Electrical code requirements. The National Electrical Code is the most logical place to address arc-fault and ground-fault detection, the two main causes of PV-originated fires. To this end, the Code-making panel responsible for Article 690 added dc arc-fault protection requirements in Section 690.11 as part of the 2011 cycle of revisions. As published in NEC 2011, 690.11 applies to PV systems with dc circuits “on or penetrating a building.” NEC 2014 effectively expands these requirements to all PV systems operating above 80 Vdc. As part of the 2014 revision cycle, the Code-making panel also added enhanced ground-fault detection requirements to Section 690.5. Specifically, 690.5(A)(1) requires ground-fault detectors capable of detecting a ground fault in “intentionally grounded conductors.”
Without dc arc-fault detectors, an event that might happen one time out of every 10,000—such as a module failure, a loose connector or an inadequate termination—can lead to an arcing fault. If that arc fault occurs in the presence of fuel, it has the potential to start a fire. If that fire becomes self-propagating, it will stop only when it is suppressed or runs out of fuel. In a worst-case scenario, “running out of fuel” may mean that the fire has completely destroyed the building.
Without highly sensitive ground-fault detectors, an overlooked pinched wire can become a latent ground fault that goes undetected. In the event that another ground fault occurs elsewhere in the system, current can now flow in the equipment-grounding system and grounded metal components. These inadvertent current-carrying connections can get extremely hot and often progress into an arcing fault to ground, as was the case with the Bakersfield and Mount Holly fires. Once again, fuel availability can dictate the extent of these fires in the absence of fire suppression.
Building code requirements. Managing or limiting fuel in proximity to a PV system is a key—and often overlooked—safety consideration. However, the results of 5 years of PV fire performance testing have shown that roof fire performance ratings are also extremely important.
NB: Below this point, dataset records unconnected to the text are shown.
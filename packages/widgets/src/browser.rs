//! Element addressing and the browser driver seam.

use anyhow::Result;
use async_trait::async_trait;
use serde::{Deserialize, Serialize};
use std::fmt;

/// How an element is addressed in the document.
#[derive(Debug, Clone, PartialEq, Eq, Hash, Serialize, Deserialize)]
#[serde(tag = "using", content = "value", rename_all = "snake_case")]
pub enum Locator {
    XPath(String),
    Css(String),
}

impl Locator {
    pub fn xpath(expr: impl Into<String>) -> Self {
        Locator::XPath(expr.into())
    }

    pub fn css(selector: impl Into<String>) -> Self {
        Locator::Css(selector.into())
    }

    pub fn as_str(&self) -> &str {
        match self {
            Locator::XPath(expr) | Locator::Css(expr) => expr,
        }
    }
}

impl fmt::Display for Locator {
    fn fmt(&self, f: &mut fmt::Formatter<'_>) -> fmt::Result {
        match self {
            Locator::XPath(expr) => write!(f, "xpath:{expr}"),
            Locator::Css(selector) => write!(f, "css:{selector}"),
        }
    }
}

/// Quote `text` as an XPath string literal.
///
/// XPath 1.0 has no escape sequences, so text holding both quote kinds is
/// spliced together with `concat()`.
pub fn xpath_literal(text: &str) -> String {
    if !text.contains('\'') {
        format!("'{text}'")
    } else if !text.contains('"') {
        format!("\"{text}\"")
    } else {
        let parts = text
            .split('\'')
            .map(|part| format!("'{part}'"))
            .collect::<Vec<_>>()
            .join(", \"'\", ");
        format!("concat({parts})")
    }
}

/// Opaque reference to an element of the currently loaded document.
///
/// References are only valid for the document they were found in; drivers
/// report [`crate::BrowserError::StaleElement`] for older ones.
#[derive(Debug, Clone, PartialEq, Eq, Hash, Serialize, Deserialize)]
pub struct Element(String);

impl Element {
    pub fn new(id: impl Into<String>) -> Self {
        Element(id.into())
    }

    pub fn id(&self) -> &str {
        &self.0
    }
}

/// Primitive operations of a browser session.
///
/// One session is driven by one caller at a time; implementations only need
/// interior mutability, not ordering guarantees between concurrent calls.
#[async_trait]
pub trait Browser: Send + Sync {
    async fn goto(&self, url: &str) -> Result<()>;

    async fn refresh(&self) -> Result<()>;

    /// Find elements matching `locator`, inside `parent` when given.
    async fn find_elements(&self, locator: &Locator, parent: Option<&Element>)
        -> Result<Vec<Element>>;

    async fn text(&self, element: &Element) -> Result<String>;

    async fn attribute(&self, element: &Element, name: &str) -> Result<Option<String>>;

    async fn click(&self, element: &Element) -> Result<()>;

    async fn send_keys(&self, element: &Element, text: &str) -> Result<()>;

    async fn clear(&self, element: &Element) -> Result<()>;

    /// Accept or dismiss an open alert; `false` when no alert was open.
    async fn handle_alert(&self, accept: bool) -> Result<bool>;
}

#[cfg(test)]
mod tests {
    use super::*;

    #[test]
    fn test_xpath_literal_quoting() {
        assert_eq!(xpath_literal("Properties"), "'Properties'");
        assert_eq!(xpath_literal("pool's"), "\"pool's\"");
        assert_eq!(xpath_literal(r#"a'b"c"#), r#"concat('a', "'", 'b"c')"#);
    }

    #[test]
    fn test_locator_display() {
        assert_eq!(Locator::xpath("//h1").to_string(), "xpath://h1");
        assert_eq!(Locator::css("#main").to_string(), "css:#main");
        assert_eq!(Locator::css("#main").as_str(), "#main");
    }
}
A wood shake roof, for instance, presents many PV installation challenges: Installation activities easily damage the roofing system, the roof penetrations are difficult to waterproof, and the roofing material is highly flammable. This all adds up to a highly unfavorable roof condition for a PV installation. If an arc occurs within a PV array on a shake roof and that arc is cable of generating enough energy to start a fire, the results could be catastrophic. It would be ill advised, therefore, to install a PV system without advanced ground-fault and arc-fault protection on a shake roof. Given the other installation challenges, it is probably wise to avoid installing any PV system over a wood shake roof. Most large installation companies will install a PV system at a residence with a shake roof only if a roofing contractor removes and replaces the wood material in the vicinity of the array.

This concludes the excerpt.